The coronavirus was much worse then expected, as was its impact on senior care providers.

I have to admit I was wrong, but just the third time in 34 years. In late February, I referred to the coronavirus as the flu on steroids, and that the senior care industry was prepared to deal with it. I was wrong on both accounts. It was much worse than anything on steroids, and many providers were not prepared for this one. I am not sure anyone could have adequately prepared for a deadly disease that can be quickly spread by asymptomatic staff and visitors. 

Some people think they have escaped the worst part of the coronavirus, and they may be right. But this is not going to be a short-term problem. When the economy opens up, it looks likes restrictions on visits to nursing homes and assisted living communities will not be lifted until the end of a three-phase process, whenever that is. 
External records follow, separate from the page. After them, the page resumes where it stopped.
//! swap-locator entry point: CLI wiring and config-driven simulator construction.

use std::path::Path;
use std::process;
use std::time::Instant;

use tracing::info;
use tracing_subscriber::EnvFilter;

use swap_locator::config::ScenarioConfig;
use swap_locator::detail::{StationDetail, describe_station};
use swap_locator::geo::GeoPoint;
use swap_locator::io::export::export_csv;
use swap_locator::query::{RankQuery, lookup_address};
use swap_locator::ranking::{DistanceUnit, RankFilter, RankedStation, rank};
use swap_locator::sim::{StationSimulator, StationState};

/// Parsed CLI arguments.
struct CliArgs {
    scenario_path: Option<String>,
    preset: Option<String>,
    seed_override: Option<u64>,
    lat: Option<f64>,
    lng: Option<f64>,
    address: Option<String>,
    battery: Option<f64>,
    radius: Option<f64>,
    filter: RankFilter,
    unit: DistanceUnit,
    station: Option<String>,
    export: Option<String>,
    #[cfg(feature = "api")]
    serve: bool,
    #[cfg(feature = "api")]
    port: u16,
}

fn print_help() {
    eprintln!("swap-locator: find and rank nearby battery-swap stations");
    eprintln!();
    eprintln!("Usage: swap-locator [OPTIONS]");
    eprintln!();
    eprintln!("Options:");
    eprintln!("  --scenario <path>        Load scenario from TOML config file");
    eprintln!("  --preset <name>          Use a built-in roster (india, bengaluru)");
    eprintln!("  --seed <u64>             Override the drift-phase seed");
    eprintln!("  --lat <deg> --lng <deg>  Rider position");
    eprintln!("  --address <name>         Rider position from the demo address table");
    eprintln!("  --battery <pct>          Remaining charge, 0-100 (default: 50)");
    eprintln!("  --radius <km>            Search radius, min 0.5 (default: 10)");
    eprintln!("  --max-queue <n>          Hide stations with longer queues");
    eprintln!("  --min-reliability <pct>  Hide stations below this reliability");
    eprintln!("  --unit <km|mi>           Distance unit for the report (default: km)");
    eprintln!("  --station <id>           Show one station in detail");
    eprintln!("  --export <path>          Write ranked results to CSV");
    #[cfg(feature = "api")]
    {
        eprintln!("  --serve                  Start REST API server");
        eprintln!("  --port <u16>             API server port (default: 3000)");
    }
    eprintln!("  --help                   Show this help message");
    eprintln!();
    eprintln!("Without a position, the current state of every station is listed.");
}

/// Returns the value following flag `args[*i]`, advancing `i`, or exits.
fn flag_value<'a>(args: &'a [String], i: &mut usize, what: &str) -> &'a str {
    let flag = &args[*i];
    *i += 1;
    match args.get(*i) {
        Some(v) => v.as_str(),
        None => {
            eprintln!("error: {flag} requires {what}");
            process::exit(1);
        }
    }
}

/// Parses the value following a flag, or exits with a message naming the flag.
fn parsed_value<T: std::str::FromStr>(args: &[String], i: &mut usize, what: &str) -> T {
    let flag = args[*i].clone();
    let raw = flag_value(args, i, what);
    raw.parse().unwrap_or_else(|_| {
        eprintln!("error: {flag} value \"{raw}\" is not {what}");
        process::exit(1);
    })
}

fn parse_args() -> CliArgs {
    let args: Vec<String> = std::env::args().collect();
    let mut cli = CliArgs {
        scenario_path: None,
        preset: None,
        seed_override: None,
        lat: None,
        lng: None,
        address: None,
        battery: None,
        radius: None,
        filter: RankFilter::default(),
        unit: DistanceUnit::Km,
        station: None,
        export: None,
        #[cfg(feature = "api")]
        serve: false,
        #[cfg(feature = "api")]
        port: 3000,
    };

    let mut i = 1;
    while i < args.len() {
        match args[i].as_str() {
            "--help" | "-h" => {
                print_help();
                process::exit(0);
            }
            "--scenario" => {
                cli.scenario_path = Some(flag_value(&args, &mut i, "a path argument").to_string());
            }
            "--preset" => {
                cli.preset = Some(flag_value(&args, &mut i, "a name argument").to_string());
            }
            "--seed" => cli.seed_override = Some(parsed_value(&args, &mut i, "a valid u64")),
            "--lat" => cli.lat = Some(parsed_value(&args, &mut i, "a number")),
            "--lng" => cli.lng = Some(parsed_value(&args, &mut i, "a number")),
            "--address" => {
                cli.address = Some(flag_value(&args, &mut i, "an address name").to_string());
            }
            "--battery" => cli.battery = Some(parsed_value(&args, &mut i, "a number")),
            "--radius" => cli.radius = Some(parsed_value(&args, &mut i, "a number")),
            "--max-queue" => {
                cli.filter.max_queue = Some(parsed_value(&args, &mut i, "a valid u32"));
            }
            "--min-reliability" => {
                cli.filter.min_reliability_pct = Some(parsed_value(&args, &mut i, "a valid u32"));
            }
            "--unit" => {
                let raw = flag_value(&args, &mut i, "km or mi");
                cli.unit = DistanceUnit::parse(raw).unwrap_or_else(|| {
                    eprintln!("error: --unit value \"{raw}\" is not km or mi");
                    process::exit(1);
                });
            }
            "--station" => {
                cli.station = Some(flag_value(&args, &mut i, "a station id").to_string());
            }
            "--export" => {
                cli.export = Some(flag_value(&args, &mut i, "a path argument").to_string());
            }
            #[cfg(feature = "api")]
            "--serve" => {
                cli.serve = true;
            }
            #[cfg(feature = "api")]
            "--port" => cli.port = parsed_value(&args, &mut i, "a valid u16"),
            other => {
                eprintln!("error: unknown argument \"{other}\"");
                print_help();
                process::exit(1);
            }
        }
        i += 1;
    }

    if cli.scenario_path.is_some() && cli.preset.is_some() {
        eprintln!("error: --scenario and --preset are mutually exclusive");
        process::exit(1);
    }
    if cli.address.is_some() && (cli.lat.is_some() || cli.lng.is_some()) {
        eprintln!("error: --address cannot be combined with --lat/--lng");
        process::exit(1);
    }

    cli
}

/// Resolves the rider position from `--address` or `--lat/--lng`.
fn rider_origin(cli: &CliArgs) -> Option<GeoPoint> {
    if let Some(ref name) = cli.address {
        return match lookup_address(name) {
            Ok(p) => Some(p),
            Err(e) => {
                eprintln!("error: {e}");
                process::exit(1);
            }
        };
    }
    match (cli.lat, cli.lng) {
        (Some(lat), Some(lng)) => Some(GeoPoint::new(lat, lng)),
        (None, None) => None,
        _ => {
            eprintln!("error: --lat and --lng must be given together");
            process::exit(1);
        }
    }
}

fn print_snapshot(stations: &[StationState]) {
    println!("{:<8} {:<26} {:>5} {:>11}", "id", "name", "queue", "reliability");
    for s in stations {
        println!(
            "{:<8} {:<26} {:>5} {:>10.1}%",
            s.id,
            s.name,
            s.queue_length,
            s.reliability * 100.0
        );
    }
}

fn print_ranked(query: &RankQuery, ranked: &[RankedStation], unit: DistanceUnit) {
    println!(
        "Stations within {} of {} at {:.0}% battery:",
        unit.format(query.radius_km),
        query.origin,
        query.battery_pct
    );
    if ranked.is_empty() {
        println!("  (none)");
        return;
    }
    for (i, r) in ranked.iter().enumerate() {
        println!(
            "{:>2}. {:<26} {:>9}  drive {:>3} min  wait {:>3} min  queue {:>2}  reliability {:.1}%",
            i + 1,
            r.station.name,
            unit.format(r.distance_km),
            r.travel_eta_min,
            r.est_wait_min,
            r.station.queue_length,
            r.station.reliability * 100.0
        );
    }
}

fn print_detail(d: &StationDetail, unit: DistanceUnit) {
    let s = &d.station;
    println!("{} ({})", s.name, s.id);
    println!("  location:    {}", s.location());
    println!("  queue:       {} (est. wait {} min)", s.queue_length, d.est_wait_min);
    println!("  reliability: {:.1}%", s.reliability * 100.0);
    match (d.distance_km, d.travel_eta_min) {
        (Some(km), Some(eta)) => println!("  distance:    {} (drive {eta} min)", unit.format(km)),
        _ => println!("  distance:    unknown (no position given)"),
    }
    let trend: Vec<String> = d
        .reliability_history
        .iter()
        .map(|p| format!("{:.3}", p.reliability))
        .collect();
    println!("  history:     {}", trend.join(" "));
}

fn main() {
    tracing_subscriber::fmt()
        .with_env_filter(EnvFilter::try_from_default_env().unwrap_or_else(|_| EnvFilter::new("info")))
        .with_writer(std::io::stderr)
        .init();

    let cli = parse_args();

    // Load config: --scenario takes priority, then --preset, then the india default
    let mut scenario = if let Some(ref path) = cli.scenario_path {
        match ScenarioConfig::from_toml_file(Path::new(path)) {
            Ok(cfg) => cfg,
            Err(e) => {
                eprintln!("{e}");
                process::exit(1);
            }
        }
    } else if let Some(ref name) = cli.preset {
        match ScenarioConfig::from_preset(name) {
            Ok(cfg) => cfg,
            Err(e) => {
                eprintln!("{e}");
                process::exit(1);
            }
        }
    } else {
        ScenarioConfig::india()
    };

    if let Some(seed) = cli.seed_override {
        scenario.simulation.seed = Some(seed);
    }

    let simulator = match StationSimulator::from_config(&scenario, Instant::now()) {
        Ok(sim) => sim,
        Err(errors) => {
            for e in &errors {
                eprintln!("{e}");
            }
            process::exit(1);
        }
    };
    info!(stations = simulator.len(), "station fleet initialized");

    let origin = rider_origin(&cli);

    if let Some(ref id) = cli.station {
        let station = match simulator.get_station(id) {
            Ok(s) => s,
            Err(e) => {
                eprintln!("error: {e}");
                process::exit(1);
            }
        };
        let detail_origin = swap_locator::query::detail_origin(
            origin.map(|p| p.lat),
            origin.map(|p| p.lng),
            cli.battery,
        );
        let params = simulator.params();
        let detail = describe_station(
            station,
            detail_origin,
            (params.min_reliability, params.max_reliability),
            &mut rand::rng(),
        );
        print_detail(&detail, cli.unit);
    } else if let Some(origin) = origin {
        let query = match RankQuery::parse(Some(origin.lat), Some(origin.lng), cli.radius, cli.battery)
        {
            Ok(q) => q,
            Err(e) => {
                eprintln!("error: {e}");
                process::exit(1);
            }
        };
        let snapshot = simulator.list_stations();
        let ranked = cli
            .filter
            .apply(rank(query.origin, query.battery_pct, query.radius_km, &snapshot));
        print_ranked(&query, &ranked, cli.unit);

        if let Some(ref path) = cli.export {
            if let Err(e) = export_csv(&ranked, Path::new(path)) {
                eprintln!("error: failed to write CSV: {e}");
                process::exit(1);
            }
            info!(path = %path, rows = ranked.len(), "ranked stations exported");
        }
    } else {
        if cli.export.is_some() {
            eprintln!("error: --export needs a position (--lat/--lng or --address)");
            process::exit(1);
        }
        print_snapshot(&simulator.list_stations());
    }

    #[cfg(feature = "api")]
    if cli.serve {
        use std::net::SocketAddr;
        use std::sync::Arc;

        let state = Arc::new(swap_locator::api::AppState { simulator });
        let addr = SocketAddr::from(([0, 0, 0, 0], cli.port));
        let rt = tokio::runtime::Runtime::new().unwrap_or_else(|e| {
            eprintln!("error: failed to create tokio runtime: {e}");
            process::exit(1);
        });
        if let Err(e) = rt.block_on(swap_locator::api::serve(state, addr)) {
            eprintln!("error: API server failed: {e}");
            process::exit(1);
        }
    }
}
On average, it is likely that seniors housing occupancy could drop by at least 100 to 200 basis points a month through the end of June, with some better and others much worse. That means that we could be looking at national occupancy below 80% for the first time ever. That would be as close to catastrophic for the sector as you get.

I am not trying to scare you; I am just trying to be objective and mathematical, and to figure out what all this will mean for values, investing and lending. The good news is that despite the current negative publicity surrounding the skilled nursing sector, our industry is not going away and will learn from this. But if anyone thinks this will not have an impact on values, well, call me and we can have a chat.